Vincent stared at the droplet on the stalactite, watched it fall.
“Life and death!” Menik said, “we are not safe out here.”
Vincent sat back and fiddled with the piece of liacyte in his glowing hands. He opened his mouth to say something but forgot what he was going to say. Instead, he continued to watch the stalactite drip. It was silent and slow. The water had probably been trapped in the stone for centuries. Finally, he nodded his head and said “yeah...yeah...” repeatedly. He didn’t know what else to say.
Tap...tap...tap...
Something distracted him, interrupting his train of thought as he felt a sudden fixation draw him to the wall in the cave. It lasted for a few moments, but it was long enough for him to recognize the sensation.

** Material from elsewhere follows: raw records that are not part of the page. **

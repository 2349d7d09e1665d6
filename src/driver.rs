//! Per-connection driver (spec §4.4): reads one frame at a time,
//! dispatches by `type`, and owns the writer task that serializes the
//! "safe send" primitive for this socket.

use axum::extract::ws::{Message, WebSocket};
use futures_util::{SinkExt, StreamExt};
use std::sync::Arc;
use std::time::Duration;
use tokio::sync::mpsc;
use tracing::{debug, warn};

use crate::config::ServerConfig;
use crate::heartbeat::handle_disconnect;
use crate::metrics::ClipSyncMetrics;
use crate::protocol::{ClientFrame, ServerFrame};
use crate::relay::handle_clipboard;
use crate::session::{Role, SessionHandle};
use crate::transfer;

/// Spawns the writer task for one connection and returns the sender half
/// that becomes the connection's `ConnectionSlot::frame_tx`.
///
/// `ws_sink` is consumed entirely by this task: JSON-serialized
/// `ServerFrame`s are written as text frames, and a periodic transport
/// ping keeps the socket alive even if the application layer is quiet.
pub fn spawn_writer(
    mut ws_sink: futures_util::stream::SplitSink<WebSocket, Message>,
    heartbeat_interval: Duration,
) -> mpsc::UnboundedSender<ServerFrame> {
    let (tx, mut rx) = mpsc::unbounded_channel::<ServerFrame>();

    tokio::spawn(async move {
        let mut ping_interval = tokio::time::interval(heartbeat_interval);
        ping_interval.tick().await; // skip the immediate first tick

        loop {
            tokio::select! {
                frame = rx.recv() => {
                    match frame {
                        Some(frame) => {
                            if ws_sink.send(Message::Text(frame.to_json())).await.is_err() {
                                break;
                            }
                        }
                        None => break,
                    }
                }
                _ = ping_interval.tick() => {
                    if ws_sink.send(Message::Ping(Vec::new())).await.is_err() {
                        break;
                    }
                }
            }
        }
    });

    tx
}

/// Runs the reader loop for one authenticated connection until the
/// socket closes, then performs the disconnect path for its role.
pub async fn run_reader(
    mut ws_stream: futures_util::stream::SplitStream<WebSocket>,
    session: SessionHandle,
    config: Arc<ServerConfig>,
    metrics: Arc<ClipSyncMetrics>,
    role: Role,
    conn_id: u64,
) {
    while let Some(next) = ws_stream.next().await {
        let message = match next {
            Ok(message) => message,
            Err(err) => {
                debug!(error = %err, "websocket read error, closing connection");
                break;
            }
        };

        match message {
            Message::Text(text) => {
                {
                    let mut guard = session.lock().await;
                    guard.touch();
                    if !slot_is_current(&guard, role, conn_id) {
                        // We were displaced by a newer connection for this
                        // slot; stop processing frames for it.
                        return;
                    }
                }
                dispatch_frame(&session, &config, &metrics, role, &text).await;
            }
            Message::Pong(_) => {
                let guard = session.lock().await;
                if let Some(slot) = guard.slot(role) {
                    if slot.conn_id == conn_id {
                        slot.mark_alive();
                    }
                }
            }
            Message::Close(_) => break,
            Message::Binary(_) | Message::Ping(_) => {}
        }
    }

    let mut guard = session.lock().await;
    if slot_is_current(&guard, role, conn_id) {
        handle_disconnect(&mut guard, role);
    }
}

fn slot_is_current(session: &crate::session::Session, role: Role, conn_id: u64) -> bool {
    session.slot(role).as_ref().map(|s| s.conn_id) == Some(conn_id)
}

async fn dispatch_frame(session: &SessionHandle, config: &ServerConfig, metrics: &ClipSyncMetrics, role: Role, text: &str) {
    let frame: ClientFrame = match serde_json::from_str(text) {
        Ok(frame) => frame,
        Err(err) => {
            // Protocol failure: log and drop, never close the connection
            // (spec §7 — Open Question (c) resolved in favor of "drop").
            debug!(error = %err, "dropping unparseable frame");
            return;
        }
    };

    match frame {
        ClientFrame::Clipboard { content } => {
            let mut guard = session.lock().await;
            handle_clipboard(&mut guard, role, content);
            metrics.clipboard_relayed_total.inc();
        }

        ClientFrame::FileMeta {
            file_id,
            file_name,
            total_chunks,
            total_size,
        } => {
            let mut guard = session.lock().await;
            if let Err(err) = transfer::handle_file_meta(&mut guard, config, role, file_id, file_name, &total_chunks, total_size) {
                warn!(error = %err, "rejected file_meta");
                guard.send_to(role, ServerFrame::Error { message: err.wire_message() });
                metrics.error_counts.inc();
            }
        }

        ClientFrame::FileChunk {
            file_id,
            chunk_index,
            total_chunks,
            data,
        } => {
            transfer::handle_file_chunk(session, config, role, file_id, chunk_index, total_chunks, data).await;
            metrics.chunks_forwarded_total.inc();
        }

        ClientFrame::FileChunkAck { file_id, chunk_index } => {
            let mut guard = session.lock().await;
            let was_complete = {
                let before = guard.files.get(&file_id).map(|f| f.status);
                transfer::handle_file_chunk_ack(&mut guard, role, &file_id, chunk_index);
                let after = guard.files.get(&file_id).map(|f| f.status);
                before != after && matches!(after, Some(crate::session::FileStatus::Completed))
            };
            metrics.chunks_acked_total.inc();
            if was_complete {
                metrics.files_completed_total.inc();
            }
        }

        ClientFrame::FileComplete { file_id } => {
            let guard = session.lock().await;
            transfer::handle_file_complete_informational(&guard, role, &file_id);
        }

        ClientFrame::PauseFile { file_id } => {
            let mut guard = session.lock().await;
            transfer::handle_pause_file(&mut guard, &file_id);
        }

        ClientFrame::ResumeFile { file_id } => {
            let mut guard = session.lock().await;
            transfer::handle_resume_file(&mut guard, &file_id);
        }

        ClientFrame::RequestChunks { file_id, chunks } => {
            let guard = session.lock().await;
            transfer::handle_request_chunks(&guard, &file_id, chunks);
        }

        ClientFrame::FileMissingChunks { file_id, chunks } => {
            let guard = session.lock().await;
            transfer::handle_file_missing_chunks_from_sender(&guard, role, &file_id, chunks);
        }
    }
}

“You said they would use a...'trace' to find us?” Vincent asked, “I think I just felt one.”
“'Felt' one?” Menik repeated, “how can you 'feel' a trace?”

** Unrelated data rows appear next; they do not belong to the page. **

use serde::{Deserialize, Serialize};
use std::{net::SocketAddr, time::Duration};

/// Byte budget and timing knobs for the pairing and relay server.
///
/// Every field has a default matching spec §6's Configuration table; each
/// can be overridden via environment variable (`ServerConfig::from_env`)
/// or a TOML file (`ServerConfig::from_toml`).
#[derive(Debug, Clone, Serialize, Deserialize)]
pub struct ServerConfig {
    pub bind_addr: SocketAddr,

    /// Size of one file chunk, used to estimate transfer size when the
    /// sender omits `totalSize`.
    pub chunk_size: u64,
    /// Hard cap on the effective size of a single file transfer.
    pub max_file_size: u64,
    /// Max number of files per session in `sending`/`paused` status.
    pub max_simultaneous_files: usize,
    /// Retries for a single chunk forward before pausing the transfer.
    pub chunk_retry_limit: u32,

    pub file_cleanup_timeout_secs: u64,
    pub pair_cleanup_timeout_secs: u64,
    pub mint_ttl_secs: u64,
    pub heartbeat_interval_secs: u64,
    /// How often the per-session reaper sweeps files and idle pairs.
    pub reaper_interval_secs: u64,

    pub shutdown_timeout_secs: u64,
    pub debug: bool,
}

impl Default for ServerConfig {
    fn default() -> Self {
        Self {
            bind_addr: "0.0.0.0:5050".parse().unwrap(),
            chunk_size: 64 * 1024,
            max_file_size: 5 * 1024 * 1024 * 1024,
            max_simultaneous_files: 5,
            chunk_retry_limit: 3,
            file_cleanup_timeout_secs: 30 * 60,
            pair_cleanup_timeout_secs: 12 * 60 * 60,
            mint_ttl_secs: 2 * 60,
            heartbeat_interval_secs: 30,
            reaper_interval_secs: 60,
            shutdown_timeout_secs: 30,
            debug: false,
        }
    }
}

impl ServerConfig {
    pub fn from_env() -> anyhow::Result<Self> {
        let mut config = Self::default();

        if let Ok(port) = std::env::var("PORT") {
            let port: u16 = port.parse()?;
            config.bind_addr.set_port(port);
        }

        if let Ok(v) = std::env::var("CHUNK_SIZE") {
            config.chunk_size = v.parse()?;
        }

        if let Ok(v) = std::env::var("MAX_FILE_SIZE") {
            config.max_file_size = v.parse()?;
        }

        if let Ok(v) = std::env::var("MAX_SIMULTANEOUS_FILES") {
            config.max_simultaneous_files = v.parse()?;
        }

        if let Ok(v) = std::env::var("CHUNK_RETRY_LIMIT") {
            config.chunk_retry_limit = v.parse()?;
        }

        if let Ok(v) = std::env::var("FILE_CLEANUP_TIMEOUT") {
            config.file_cleanup_timeout_secs = v.parse()?;
        }

        if let Ok(v) = std::env::var("PAIR_CLEANUP_TIMEOUT") {
            config.pair_cleanup_timeout_secs = v.parse()?;
        }

        if let Ok(v) = std::env::var("HEARTBEAT_INTERVAL") {
            config.heartbeat_interval_secs = v.parse()?;
        }

        if let Ok(v) = std::env::var("DEBUG") {
            config.debug = matches!(v.as_str(), "1" | "true" | "TRUE" | "True");
        }

        Ok(config)
    }

    pub fn from_toml(path: impl AsRef<std::path::Path>) -> anyhow::Result<Self> {
        let content = std::fs::read_to_string(path)?;
        let config: ServerConfig = toml::from_str(&content)?;
        Ok(config)
    }

    pub fn validate(&self) -> anyhow::Result<()> {
        if self.chunk_size == 0 {
            anyhow::bail!("chunk_size must be > 0");
        }
        if self.max_file_size == 0 {
            anyhow::bail!("max_file_size must be > 0");
        }
        if self.max_simultaneous_files == 0 {
            anyhow::bail!("max_simultaneous_files must be > 0");
        }
        if self.chunk_retry_limit == 0 {
            anyhow::bail!("chunk_retry_limit must be > 0");
        }
        Ok(())
    }

    pub fn file_cleanup_timeout(&self) -> Duration {
        Duration::from_secs(self.file_cleanup_timeout_secs)
    }

    pub fn pair_cleanup_timeout(&self) -> Duration {
        Duration::from_secs(self.pair_cleanup_timeout_secs)
    }

    pub fn mint_ttl(&self) -> Duration {
        Duration::from_secs(self.mint_ttl_secs)
    }

    pub fn heartbeat_interval(&self) -> Duration {
        Duration::from_secs(self.heartbeat_interval_secs)
    }

    pub fn reaper_interval(&self) -> Duration {
        Duration::from_secs(self.reaper_interval_secs)
    }

    pub fn shutdown_timeout(&self) -> Duration {
        Duration::from_secs(self.shutdown_timeout_secs)
    }

    /// Maximum size in MB, used in the "File too large" error message.
    pub fn max_file_size_mb(&self) -> u64 {
        self.max_file_size / (1024 * 1024)
    }
}

#[cfg(test)]
mod tests {
    use super::*;

    #[test]
    fn defaults_match_spec_budget() {
        let config = ServerConfig::default();
        assert_eq!(config.chunk_size, 65536);
        assert_eq!(config.max_file_size, 5 * 1024 * 1024 * 1024);
        assert_eq!(config.max_simultaneous_files, 5);
        assert_eq!(config.chunk_retry_limit, 3);
        assert_eq!(config.max_file_size_mb(), 5120);
        config.validate().unwrap();
    }

    #[test]
    fn rejects_zero_chunk_size() {
        let mut config = ServerConfig::default();
        config.chunk_size = 0;
        assert!(config.validate().is_err());
    }
}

“I don't know. It's another one of my talents, I guess, but yeah.”
Menik stared at him, perhaps trying to decide if he was bullshitting or not. Then he grabbed Vincent’s chest-piece, opened it up, and began to bang the dented part on a rounded stalagmite in an effort to hammer the indentation out. Vincent placed the piece of liacyte in his mouth so they would not lose the light and put his shirt and jacket back on. He regretted soaking the former in water. It was cold enough to make him shiver.
“Put this on,” Menik said, holding his chest piece, “we want to be prepared to leave when they arrive.”
“I’m going to need help with that.”
Though the resin did seem to be working, easing away some of the inflammation with a tingling sensation, he still winced when the armor went back on. He had to have Menik leave it loose so he could still breathe. Then they both waited. Vincent shifted in his place as he struggled to find a comfortable position, and laid against the wall, letting his head sag. The weight of the headpiece held him there. He was trembling and he thought he could smell the subtly sweet scent of the soldier’s blood on the helmet. The headpiece gently caressed his snout with its pressure. He skirted the edge of sleep, until finally, he drifted off. Menik woke him up a while later.
“Wha–” Menik clasped a hand over his snout and told him to be quiet. Vincent must have dropped the liacyte because the cave was bathed in darkness.
“We are not alone,” Menik whispered, “do not speak and do not pick up the liacyte. It will be better if it does not know we are here.”